What is being asked: Lines from the records below that contain the word "BASES" are to be copied out.

Dataset content:
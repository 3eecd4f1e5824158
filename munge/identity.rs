// ========================================================================================
//
//                       Variant identity and field coercion
//
// ========================================================================================
//
// The identity key `chrom-pos-A1-A2` sorts the allele pair before concatenation, so a
// variant has the same key whichever allele a study reports as "effect". Any join on the
// key must therefore re-derive effect direction afterwards.

use crate::types::{BP_MAX, CHR_MAX, CHR_MIN};

/// Tokens that denote an absent value in a raw cell.
const MISSING_TOKENS: [&str; 8] = ["", "na", "nan", ".", "none", "null", "n/a", "-"];

/// Builds the order-independent identity key for a variant.
pub fn identity_key(chrom: u8, pos: u32, allele1: &str, allele2: &str) -> String {
    let (lo, hi) = if allele1 <= allele2 {
        (allele1, allele2)
    } else {
        (allele2, allele1)
    };
    format!("{chrom}-{pos}-{lo}-{hi}")
}

pub fn is_missing(raw: &str) -> bool {
    let trimmed = raw.trim();
    MISSING_TOKENS
        .iter()
        .any(|token| trimmed.eq_ignore_ascii_case(token))
}

/// Coerces a cell to a finite float, `None` on absence or parse failure.
pub fn parse_float(raw: &str) -> Option<f64> {
    let trimmed = raw.trim();
    if is_missing(trimmed) {
        return None;
    }
    lexical_core::parse::<f64>(trimmed.as_bytes())
        .ok()
        .filter(|value| value.is_finite())
}

/// Coerces a cell to a non-negative integer, accepting integral float spellings
/// such as `100.0` or `1e5`.
pub fn parse_integral(raw: &str) -> Option<u64> {
    let trimmed = raw.trim();
    if let Ok(value) = lexical_core::parse::<u64>(trimmed.as_bytes()) {
        return Some(value);
    }
    let value = parse_float(trimmed)?;
    if value < 0.0 || value.fract() != 0.0 || value > u64::MAX as f64 {
        return None;
    }
    Some(value as u64)
}

/// Maps any chromosome spelling to its numeric code: a case-insensitive `chr` prefix is
/// stripped, `X` becomes 23 and `Y` becomes 24. No range restriction beyond 1..=24.
pub fn chromosome_code(raw: &str) -> Option<u8> {
    let mut trimmed = raw.trim();
    if trimmed.get(..3).is_some_and(|p| p.eq_ignore_ascii_case("chr")) {
        trimmed = &trimmed[3..];
    }
    if trimmed.eq_ignore_ascii_case("X") {
        return Some(23);
    }
    if trimmed.eq_ignore_ascii_case("Y") {
        return Some(24);
    }
    let code = parse_integral(trimmed)?;
    if (1..=24).contains(&code) {
        Some(code as u8)
    } else {
        None
    }
}

/// Canonical chromosome coercion: like [`chromosome_code`] but only 1..=23 survive.
pub fn parse_chromosome(raw: &str) -> Option<u8> {
    chromosome_code(raw).filter(|code| is_valid_chromosome(*code))
}

#[inline]
pub fn is_valid_chromosome(chrom: u8) -> bool {
    (CHR_MIN..=CHR_MAX).contains(&chrom)
}

/// Canonical position coercion: integral and strictly inside (0, 3e8).
pub fn parse_position(raw: &str) -> Option<u32> {
    let value = parse_integral(raw)?;
    u32::try_from(value).ok().filter(|pos| is_valid_position(*pos))
}

#[inline]
pub fn is_valid_position(pos: u32) -> bool {
    pos > 0 && pos < BP_MAX
}

/// Uppercases an allele and requires it to be a non-empty run of A/C/G/T.
pub fn normalize_allele(raw: &str) -> Option<String> {
    let allele = raw.trim().to_ascii_uppercase();
    if !allele.is_empty()
        && allele
            .bytes()
            .all(|b| matches!(b, b'A' | b'C' | b'G' | b'T'))
    {
        Some(allele)
    } else {
        None
    }
}

/// Folds an allele frequency onto the minor-allele scale. Idempotent on [0, 0.5].
#[inline]
pub fn fold_frequency(freq: f64) -> f64 {
    if freq > 0.5 { 1.0 - freq } else { freq }
}

#[cfg(test)]
mod tests {
    use super::*;
    use rand::Rng;

    const BASES: [&str; 4] = ["A", "C", "G", "T"];

    #[test]
    fn identity_key_ignores_allele_order() {
        let mut rng = rand::thread_rng();
        for _ in 0..500 {
            let a = BASES[rng.gen_range(0..4)];
            let b = BASES[rng.gen_range(0..4)];
            if a == b {
                continue;
            }
            let chrom = rng.gen_range(1..=23);
            let pos = rng.gen_range(1..BP_MAX);
            assert_eq!(identity_key(chrom, pos, a, b), identity_key(chrom, pos, b, a));
        }
        assert_eq!(identity_key(7, 100, "G", "A"), "7-100-A-G");
    }

    #[test]
    fn identity_key_sorts_multibase_alleles_lexicographically() {
        assert_eq!(identity_key(1, 5, "T", "AC"), "1-5-AC-T");
    }

    #[test]
    fn chromosome_spellings_normalize() {
        assert_eq!(parse_chromosome("chrX"), Some(23));
        assert_eq!(parse_chromosome("x"), Some(23));
        assert_eq!(parse_chromosome("CHR7"), Some(7));
        assert_eq!(parse_chromosome("7.0"), Some(7));
        assert_eq!(parse_chromosome("25"), None);
        assert_eq!(parse_chromosome("0"), None);
        assert_eq!(parse_chromosome("Y"), None);
        assert_eq!(chromosome_code("Y"), Some(24));
        assert_eq!(parse_chromosome("MT"), None);
    }

    #[test]
    fn positions_must_be_strictly_inside_range() {
        assert_eq!(parse_position("100"), Some(100));
        assert_eq!(parse_position("1e3"), Some(1000));
        assert_eq!(parse_position("0"), None);
        assert_eq!(parse_position("300000000"), None);
        assert_eq!(parse_position("12.5"), None);
        assert_eq!(parse_position("-4"), None);
        assert_eq!(parse_position("abc"), None);
    }

    #[test]
    fn alleles_are_uppercased_and_restricted_to_acgt() {
        assert_eq!(normalize_allele(" a ").as_deref(), Some("A"));
        assert_eq!(normalize_allele("acgt").as_deref(), Some("ACGT"));
        assert_eq!(normalize_allele("N"), None);
        assert_eq!(normalize_allele("<DEL>"), None);
        assert_eq!(normalize_allele(""), None);
    }

    #[test]
    fn missing_tokens_parse_to_none() {
        for token in ["", "NA", "nan", ".", "NULL"] {
            assert!(is_missing(token));
            assert_eq!(parse_float(token), None);
        }
        assert_eq!(parse_float("5e-8"), Some(5e-8));
        assert_eq!(parse_float("inf"), None);
    }

    #[test]
    fn frequency_folding_is_bounded_and_idempotent() {
        let mut rng = rand::thread_rng();
        for _ in 0..1000 {
            let eaf: f64 = rng.gen_range(0.0..=1.0);
            let maf = fold_frequency(eaf);
            assert!((0.0..=0.5).contains(&maf));
            assert_eq!(fold_frequency(maf), maf);
        }
        assert_eq!(fold_frequency(1.0), 0.0);
        assert_eq!(fold_frequency(0.5), 0.5);
    }
}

Your response:
    const BASES: [&str; 4] = ["A", "C", "G", "T"];
            let a = BASES[rng.gen_range(0..4)];
            let b = BASES[rng.gen_range(0..4)];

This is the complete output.